The concert performances which opened San Francisco Opera’s 101st season lacked passion

United StatesUnited States Various: Aleksandra Kurzak (soprano), Roberto Alagna (tenor), Chorus and Orchestra of San Francisco Opera / Eun Sun Kim (conductor). War Memorial Opera House, San Francisco, 8.9.2023. (HS)

Roberto Alagna with the San Francisco Opera Chorus © Cory Weaver/SFO

Mascagni – ‘Regina Coeli … Inneggiamo’; ‘Tu qui Santuzza’; Intermezzo (from Cavalleria rusticana) with Olivia Smith, soprano
Saint-Saëns – ‘Un jour de nous tu détournas ta face . . . Arrêtez ô mes frères . . . Et nous rend l’espérance’; Bacchanale (from Samson et Dalila)
Puccini – ‘Vissi d’arte’ (from Tosca); ‘Tu, tu, amore? Tu?’ (from Manon Lescaut)
Leoncavallo – ‘Vesti la giubba’ (from Pagliacci)
Di Chiara – ‘La Spagnola’
Brodszky – ‘Be My Love’
Mendozo – ‘Cielito lindo’
David Alagna – ‘Libertà’
Lehár – ‘Lippen Schweigen’ (from The Merry Widow)
Denza – ‘Funiculì funiculà’
Verdi – ‘Libiamo’ (from La traviata)

San Francisco Opera tried something different as it officially opened its 2023-24 season in the War Memorial Opera House. Instead of herding a big-spending audience from the opera ball across the street at City Hall to an actual opera, which often produced a mix of rapt attention and snoozing among those in the seats, the company put on a concert featuring soprano Aleksandra Kurzak and tenor Roberto Alagna.

The husband-and-wife team both have worldwide careers. For Kurzak it was her first appearance at San Francisco Opera since a fine Gilda in Verdi’s Rigoletto in 2011. Alagna, in his fourth decade as an opera soloist, was finally making his company debut.

They took on the nearly two-hour lineup of mostly popular Romantic-era opera excerpts without an intermission to catch their breaths.

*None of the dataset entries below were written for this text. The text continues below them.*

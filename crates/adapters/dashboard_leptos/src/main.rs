use irrigo_dashboard_leptos::{App, logging};

fn main() {
    logging::init(logging::DEFAULT_FILTER);
    leptos::mount::mount_to_body(App);
}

That might have been a mistake, as Alagna (in particular) noticeably tired by the end of a late set of six songs ranging from ‘La Spagnola’ to ‘Funiculì funiculà’.

Their singing and that of the stalwart San Francisco Opera chorus, along with the orchestra led by music director Eun Sun Kim, got through it without any serious incident. Something was missing, though – the very thing general director Matthew Shilvock evoked repeatedly in his introductions throughout the evening: passion.

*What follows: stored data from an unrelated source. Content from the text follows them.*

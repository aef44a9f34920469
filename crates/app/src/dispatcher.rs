//! Action dispatcher: turns user gestures into controller requests.
//!
//! Every operation is one request, sent at most once. Nothing is updated
//! optimistically: the effect shows up when the poller next observes it.
//! Failures are returned to the caller and never retried.

use irrigo_domain::error::{ClientError, ControllerError};
use irrigo_domain::id::{ChannelIndex, PlantId};
use irrigo_domain::network::{SensorProbe, WifiNetwork};
use irrigo_domain::request::{
    AddPlantRequest, DeletePlantRequest, UpdateConfigRequest, WaterRequest, WifiCredentials,
};

use crate::poller::RefreshHandle;
use crate::ports::{ControllerApi, UserInteraction};
use crate::view::Action;

pub const DELETE_PROMPT: &str = "Confirm Delete?";
pub const REBOOT_PROMPT: &str = "Reboot?";
pub const REBOOT_NOTICE: &str = "Rebooting...";

/// Whether a request went out.
#[derive(Debug, Clone, Copy, PartialEq, Eq)]
pub enum Dispatched {
    Sent,
    /// The user declined the confirmation; nothing was sent.
    Declined,
}

/// Sends dashboard commands to the controller.
pub struct ActionDispatcher<C, U> {
    controller: C,
    ui: U,
    refresh: RefreshHandle,
}

impl<C, U> ActionDispatcher<C, U>
where
    C: ControllerApi,
    U: UserInteraction,
{
    pub fn new(controller: C, ui: U, refresh: RefreshHandle) -> Self {
        Self {
            controller,
            ui,
            refresh,
        }
    }

    #[must_use]
    pub fn ui(&self) -> &U {
        &self.ui
    }

    /// Run the command bound to a plant row button.
    ///
    /// # Errors
    ///
    /// See [`water`](Self::water) and [`delete`](Self::delete).
    pub async fn dispatch(&self, action: Action) -> Result<Dispatched, ClientError> {
        match action {
            Action::Water(channel) => self.water(channel).await,
            Action::Delete(id) => self.delete(id).await,
        }
    }

    /// Run the pump on `channel`.
    ///
    /// # Errors
    ///
    /// Returns [`ClientError::Controller`] when the request fails.
    #[tracing::instrument(skip(self))]
    pub async fn water(&self, channel: ChannelIndex) -> Result<Dispatched, ClientError> {
        self.controller
            .water(WaterRequest { index: channel })
            .await?;
        tracing::debug!("water request sent");
        Ok(Dispatched::Sent)
    }

    /// Delete the plant `id` once the user confirms.
    ///
    /// # Errors
    ///
    /// Returns [`ClientError::Controller`] when the request fails.
    #[tracing::instrument(skip(self))]
    pub async fn delete(&self, id: PlantId) -> Result<Dispatched, ClientError> {
        if !self.ui.confirm(DELETE_PROMPT).await {
            tracing::debug!("delete declined");
            return Ok(Dispatched::Declined);
        }
        self.controller
            .delete_plant(DeletePlantRequest { id })
            .await?;
        tracing::debug!("delete request sent");
        Ok(Dispatched::Sent)
    }

    /// Register a new plant with the default profile and threshold, then
    /// close the modal and force a refresh.
    ///
    /// The controller assigns the channel and detects the sensor type. A
    /// rejection from the controller (e.g. every channel taken) still closes
    /// the modal and refreshes; only a transport failure leaves it open.
    ///
    /// # Errors
    ///
    /// Returns [`ClientError::Validation`] for an empty name (nothing is sent
    /// and the modal stays open), or [`ClientError::Controller`] when the
    /// request fails.
    #[tracing::instrument(skip(self))]
    pub async fn add_plant(&self, name: &str) -> Result<Dispatched, ClientError> {
        let request = AddPlantRequest::with_defaults(name)?;
        let result = self.controller.add_plant(&request).await;
        if answered(&result) {
            self.ui.close_modals();
            self.refresh.request();
            tracing::debug!("add-plant answered, refresh requested");
        }
        result?;
        Ok(Dispatched::Sent)
    }

    /// Change a plant's threshold and/or pump duration, then force a refresh
    /// unless the controller was unreachable.
    ///
    /// # Errors
    ///
    /// Returns [`ClientError::Controller`] when the request fails.
    #[tracing::instrument(skip(self))]
    pub async fn update_config(
        &self,
        id: PlantId,
        threshold: Option<i32>,
        duration: Option<u32>,
    ) -> Result<Dispatched, ClientError> {
        let result = self
            .controller
            .update_config(UpdateConfigRequest {
                id,
                threshold,
                duration,
            })
            .await;
        if answered(&result) {
            self.refresh.request();
        }
        result?;
        Ok(Dispatched::Sent)
    }

    /// Store new Wi-Fi credentials on the controller.
    ///
    /// The controller restarts after saving, so the user is told a reboot is
    /// underway whatever the response.
    ///
    /// # Errors
    ///
    /// Returns [`ClientError::Controller`] when the request fails.
    #[tracing::instrument(skip(self, credentials), fields(ssid = %credentials.ssid))]
    pub async fn save_wifi(&self, credentials: WifiCredentials) -> Result<Dispatched, ClientError> {
        let result = self.controller.save_wifi(&credentials).await;
        self.ui.notify(REBOOT_NOTICE);
        result?;
        Ok(Dispatched::Sent)
    }

    /// Restart the controller once the user confirms.
    ///
    /// # Errors
    ///
    /// Returns [`ClientError::Controller`] when the request fails.
    #[tracing::instrument(skip(self))]
    pub async fn reboot(&self) -> Result<Dispatched, ClientError> {
        if !self.ui.confirm(REBOOT_PROMPT).await {
            return Ok(Dispatched::Declined);
        }
        self.controller.reboot().await?;
        Ok(Dispatched::Sent)
    }

    /// List nearby networks. Empty while the controller's scan is running.
    ///
    /// # Errors
    ///
    /// Returns [`ClientError::Controller`] when the request fails.
    pub async fn scan_networks(&self) -> Result<Vec<WifiNetwork>, ClientError> {
        Ok(self.controller.scan_networks().await?)
    }

    /// Force sensor auto-detection on `channel`.
    ///
    /// # Errors
    ///
    /// Returns [`ClientError::Controller`] when the request fails.
    #[tracing::instrument(skip(self))]
    pub async fn detect_sensor(&self, channel: ChannelIndex) -> Result<SensorProbe, ClientError> {
        Ok(self.controller.detect_sensor(channel).await?)
    }
}

/// Whether the controller received the request and replied, successfully or not.
fn answered(result: &Result<(), ControllerError>) -> bool {
    !matches!(result, Err(ControllerError::Transport { .. }))
}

If the program was intended to encourage new audiences to opera with the emotional power of the art form, the scenes from Cavalleria rusticana, Samson et Dalila, Tosca, Manon Lescaut and Pagliacci should have positively dripped with fervor, ardor and other stirred-up feelings. The problem was that neither of the soloists dropped their guard and let the music rip – absolutely necessary to deliver this music fully. Try as she might, Kim could not quite whip up the orchestra to reach the abandon of the Bacchanale from Samson et Dalila or, for that matter, get the bounce in the Neapolitan songs.

Roberto Alagna and Aleksandra Kurzak © Cory Weaver/SFO

For their part, Kurzak and Alagna sang with their usual beauty of tone and cut attractive figures in her black-and-gold gown and his maroon jacket. Alagna delivered big sound in ‘Et nous rend l’espérance’, Samson’s pep talk to the down-in-the-mouth Hebrews, and Canio’s ‘Vesti la giubba’, but he acted with little effect in duets from Cavalleria and Manon Lescaut that demanded intense confrontation. Kurzak did her part, adding acting intensity to gorgeous high notes (both softly and full power), phrased with admirable care.

Despite that emphasis on passion, the evening’s best moments were the quieter ones. Among the excerpts from Cavalleria was the chorus’s graceful and heartfelt ‘Regina coeli’ and a superbly detailed reading of the orchestral Intermezzo. Orchestra and soloist created a magical opening to the familiar aria ‘Vissi d’arte’ and brought a lovely lilt to the famous waltz duet from Lehár’s The Merry Widow.

If only the confrontational music had delivered the same wattage, this might have been a concert to remember.

The closing set of mostly Neapolitan songs was spiced up by an arrangement of the Mariachi song ‘Cielito Lindo’ and a new song by Alagna’s younger brother David. ‘Libertà’, his anthem to the sun and the moon, made a fine first impression.

That, alas, was the only new music on the entire program. There is plenty of new material in the upcoming eight operas: among the company debuts are The (R)evolution of Steve Jobs by Mason Bates, Omar by Rihanna Giddens and Innocence by Kaija Saariaho. There is plenty of passion in them too.